For oncology providers participating in value-based payment programs, substitution of biosimilars for reference agents may act as a key mechanism for reducing total cost of care without diminishing quality and improving financial performance within the terms of oncology value-based payment programs.

Introduction

Oncology is a key area of focus for healthcare payment reform efforts in the USA, with total medical costs associated with cancer expected to grow from $184 billion in 2015 to $246 billion in 2030 [1,2,3]. Over the past several years, numerous public and private sector payers have implemented new models that transition reimbursement from fee-for-service (FFS) to alternative value-based payment (VBP) models [4, 5]. These models generally involve tracking of total cost of care (TCOC) for oncology treatment, comparing those costs to TCOC benchmarks set by the given VBP model, and providing performance-based bonus payments for achieving TCOC below the benchmark and/or owing recoupment payments for exceeding the TCOC benchmark. The largest VBP model to date is Medicare’s Oncology Care Model (OCM), which was implemented from 2016 to 2022, has had significant influence on oncology payment reform efforts in the USA, and informs the design of Medicare’s new VBP called the Enhancing Oncology Model (EOM), which began in July 2023 [6].

Biosimilars are an important group of therapies in the context of oncology VBP models because they can reduce TCOC without diminishing quality of care.

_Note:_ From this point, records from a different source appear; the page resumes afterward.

// Copyright (c) 2025 SOLARE S.R.O.
//
// This file is part of SpotION.
//
// Licensed under the Creative Commons Attribution-NonCommercial-NoDerivatives 4.0 International
// (CC BY-NC-ND 4.0). You may use and share this file for non-commercial purposes only and you may not
// create derivatives. See <https://creativecommons.org/licenses/by-nc-nd/4.0/>.
//
// This software is provided "AS IS", without warranty of any kind.
//
// For commercial licensing, please contact: info@solare.cz

//! Notification messages emitted by the scheduling systems
//!
//! Interested systems subscribe with a `MessageReader`; nothing in the
//! engine depends on anyone listening.

use bevy_ecs::prelude::*;

/// The cached price picture changed: a day rolled over, tomorrow's prices
/// turned up in the store, or a fetch landed
#[derive(Message, Debug, Clone)]
pub struct PricesChanged;

/// A provider fetch delivered prices that were not cached before
#[derive(Message, Debug, Clone)]
pub struct NewPricesAvailable;

/// A schedule's mask, settings or enablement changed
#[derive(Message, Debug, Clone)]
pub struct ScheduleChanged {
    /// Name of the schedule that changed
    pub schedule: String,
}

/// The wall clock crossed into a new quarter-hour period
#[derive(Message, Debug, Clone)]
pub struct PeriodChanged {
    /// Name of the schedule tracking the boundary
    pub schedule: String,
    /// The period just entered (0-95)
    pub period: usize,
}

/// A device sink was attached to a schedule
#[derive(Message, Debug, Clone)]
pub struct DeviceAssociated {
    pub schedule: String,
    pub device: String,
}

This is because biosimilars are approved by the US Food and Drug Administration (FDA) on the basis of having no clinically meaningful differences from an existing FDA-approved biologic, and are typically priced more than 25% lower relative to their biologic reference products [7,8,9]. Additionally, biosimilars can be particularly impactful in oncology VBPs because they are currently more prevalent in oncology indications than many other therapeutic areas. At the time of this study, there were biosimilars for six molecules FDA-approved in oncology—the antineoplastic agents bevacizumab [10], rituximab [11], and trastuzumab [12], and the supportive care agents epoetin alfa [13], filgrastim [14], and pegfilgrastim [15]. As such, biosimilars may be applicable in a large proportion of care episodes in oncology, and thereby could prove to be critical tools to manage TCOC and reduce provider risk of paying recoupments for exceeding TCOC benchmarks or quality standards set by VBPs [16, 17].

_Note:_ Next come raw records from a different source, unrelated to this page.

// Copyright (c) 2025 SOLARE S.R.O.
//
// This file is part of SpotION.
//
// Licensed under the Creative Commons Attribution-NonCommercial-NoDerivatives 4.0 International
// (CC BY-NC-ND 4.0). You may use and share this file for non-commercial purposes only and you may not
// create derivatives. See <https://creativecommons.org/licenses/by-nc-nd/4.0/>.
//
// This software is provided "AS IS", without warranty of any kind.
//
// For commercial licensing, please contact: info@solare.cz

//! Cost-minimizing run window selection
//!
//! Pure functions from price series to on/off masks. A selection is one
//! contiguous run, or two runs separated by at least two off periods, so
//! devices are not toggled more than twice across a window.

use chrono::NaiveTime;
use serde::{Deserialize, Serialize};
use spotion_types::{DayPrices, PERIODS_PER_DAY, period_after};
use tracing::warn;

/// Tuning for run selection within one optimization window
#[derive(Debug, Clone, PartialEq, Serialize, Deserialize)]
pub struct RunWindowParams {
    /// Periods per optimization window; the horizon is split into
    /// windows of this size and each is optimized on its own
    pub window_size: usize,
    /// Cost ceiling for the selected slots of one window
    pub max_total_cost: f32,
    /// Upper bound on selected slots per window
    pub max_slots: usize,
    /// Lower bound on selected slots per window, kept even when the
    /// cost ceiling cannot be met
    pub min_slots: usize,
}

impl Default for RunWindowParams {
    fn default() -> Self {
        Self {
            window_size: 24,
            max_total_cost: 300.0,
            max_slots: 20,
            min_slots: 8,
        }
    }
}

/// The `n` cheapest slots arranged as one run, or two runs separated by
/// at least two off slots
///
/// Returns ascending slot indices and their prices. Ties prefer the
/// earliest single run. Empty when `n` is zero or exceeds the series.
pub fn find_cheapest_slot_runs(prices: &[f32], n: usize) -> (Vec<usize>, Vec<f32>) {
    let len = prices.len();
    if n == 0 || n > len {
        return (Vec::new(), Vec::new());
    }

    let mut prefix = vec![0.0f32; len + 1];
    for (i, price) in prices.iter().enumerate() {
        prefix[i + 1] = prefix[i] + price;
    }
    let span_cost = |start: usize, span: usize| prefix[start + span] - prefix[start];

    let mut best_cost = f32::INFINITY;
    let mut best: Option<(usize, usize, usize, usize)> = None;

    // Single run
    for start in 0..=(len - n) {
        let cost = span_cost(start, n);
        if cost < best_cost {
            best_cost = cost;
            best = Some((start, n, 0, 0));
        }
    }

    // Two runs with a gap of at least two slots between them
    for first_len in 1..n {
        let second_len = n - first_len;
        for first_start in 0..=(len - first_len) {
            let first_cost = span_cost(first_start, first_len);
            let first_end = first_start + first_len;
            for second_start in (first_end + 2)..=(len.saturating_sub(second_len)) {
                let cost = first_cost + span_cost(second_start, second_len);
                if cost < best_cost {
                    best_cost = cost;
                    best = Some((first_start, first_len, second_start, second_len));
                }
            }
        }
    }

    let Some((first_start, first_len, second_start, second_len)) = best else {
        return (Vec::new(), Vec::new());
    };
    let indices: Vec<usize> = (first_start..first_start + first_len)
        .chain(second_start..second_start + second_len)
        .collect();
    let values = indices.iter().map(|i| prices[*i]).collect();
    (indices, values)
}

/// Pick run slots for one window under the cost ceiling
///
/// Starts from the cheapest `max_slots`-slot arrangement and drops the
/// most expensive selected slot until the total fits `max_total_cost`
/// or the selection is down to `min_slots`. An infeasible window comes
/// back all-off.
pub fn select_slots_within_budget(
    prices: &[f32],
    max_total_cost: f32,
    max_slots: usize,
    min_slots: usize,
) -> Vec<bool> {
    let mut mask = vec![false; prices.len()];
    let slots = max_slots.min(prices.len());
    let (mut indices, mut values) = find_cheapest_slot_runs(prices, slots);

    let mut remaining = slots;
    while remaining > 0 {
        let total: f32 = values.iter().sum();
        if total <= max_total_cost || remaining == min_slots {
            for index in &indices {
                mask[*index] = true;
            }
            return mask;
        }
        let most_expensive = values.iter().copied().fold(f32::NEG_INFINITY, f32::max);
        let Some(position) = values.iter().position(|v| *v == most_expensive) else {
            break;
        };
        indices.remove(position);
        values.remove(position);
        remaining -= 1;
    }
    mask
}

/// Split a price series into equal windows and pick run slots in each
///
/// A trailing partial window stays off. The mask has the same length as
/// the series.
pub fn select_run_slots(prices: &[f32], params: &RunWindowParams) -> Vec<bool> {
    let mut window_size = params.window_size;
    if window_size > PERIODS_PER_DAY {
        warn!(
            "⚠️ Window size {} is larger than a day, clamping to {}",
            window_size, PERIODS_PER_DAY
        );
        window_size = PERIODS_PER_DAY;
    }

    let mut mask = vec![false; prices.len()];
    if window_size == 0 {
        return mask;
    }
    let windows = prices.len() / window_size;
    for window in 0..windows {
        let start = window * window_size;
        let end = start + window_size;
        let selected = select_slots_within_budget(
            &prices[start..end],
            params.max_total_cost,
            params.max_slots,
            params.min_slots,
        );
        mask[start..end].copy_from_slice(&selected);
    }
    mask
}

/// Price series from the next full period out to the horizon
///
/// Returns the series start period and the prices, today's remainder
/// first and tomorrow after it. Missing prices read as 0.0.
pub fn upcoming_price_series(
    today: &DayPrices,
    tomorrow: &DayPrices,
    now: NaiveTime,
    periods_ahead: usize,
) -> (usize, Vec<f32>) {
    let start = period_after(now);
    let from_today = periods_ahead.min(PERIODS_PER_DAY - start);
    let from_tomorrow = (periods_ahead - from_today).min(PERIODS_PER_DAY);

    let mut series = Vec::with_capacity(from_today + from_tomorrow);
    for period in start..start + from_today {
        series.push(today.price_or_zero(period));
    }
    for period in 0..from_tomorrow {
        series.push(tomorrow.price_or_zero(period));
    }
    (start, series)
}

/// Distribute a run list starting at `start` across two day masks
///
/// Slots past the end of tomorrow are discarded.
pub fn day_masks_from_run_list(run_list: &[bool], start: usize) -> (Vec<bool>, Vec<bool>) {
    let mut today = vec![false; PERIODS_PER_DAY];
    let mut tomorrow = vec![false; PERIODS_PER_DAY];

    let for_today = run_list.len().min(PERIODS_PER_DAY.saturating_sub(start));
    for (offset, on) in run_list[..for_today].iter().enumerate() {
        today[start + offset] = *on;
    }
    for (offset, on) in run_list[for_today..].iter().enumerate() {
        if offset >= PERIODS_PER_DAY {
            break;
        }
        tomorrow[offset] = *on;
    }
    (today, tomorrow)
}

/// Build today/tomorrow run masks from the cached price tables
///
/// Either table empty clears the whole schedule; a device without a
/// price picture does not run.
pub fn plan_two_day_schedule(
    today: &DayPrices,
    tomorrow: &DayPrices,
    params: &RunWindowParams,
    now: NaiveTime,
    periods_ahead: usize,
) -> (Vec<bool>, Vec<bool>) {
    if today.is_empty() || tomorrow.is_empty() {
        warn!("⚠️ Price data incomplete, produced an all-off schedule");
        return (vec![false; PERIODS_PER_DAY], vec![false; PERIODS_PER_DAY]);
    }
    let (start, series) = upcoming_price_series(today, tomorrow, now, periods_ahead);
    let run_list = select_run_slots(&series, params);
    day_masks_from_run_list(&run_list, start)
}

However, transitioning from reference products to biosimilars can be complex for some providers [18]. Key gaps in knowledge exist about biosimilar outcomes in “real-world” settings, particularly after switching from a reference product, which can hamper the adoption of biosimilars by providers [19]. Available studies evaluating biosimilars within VBP largely focused on the impact to payers rather than providers [20, 21]. Additionally, the existing literature largely relies upon general budget impact methods rather than modeling the specific payment methodologies of a specific VBP initiative [22]. In particular, evaluating the impact of biosimilars without comparison to an expected cost of care limits the estimation of how biosimilars may impact provider risk of recoupments for exceeding TCOC benchmarks [23, 24]. Furthermore, many budget impact models focus primarily on comparisons between a particular reference product and one or more products biosimilar to it, rather evaluating impacts to an overall portfolio of oncology reference products and biosimilars that providers could potentially use.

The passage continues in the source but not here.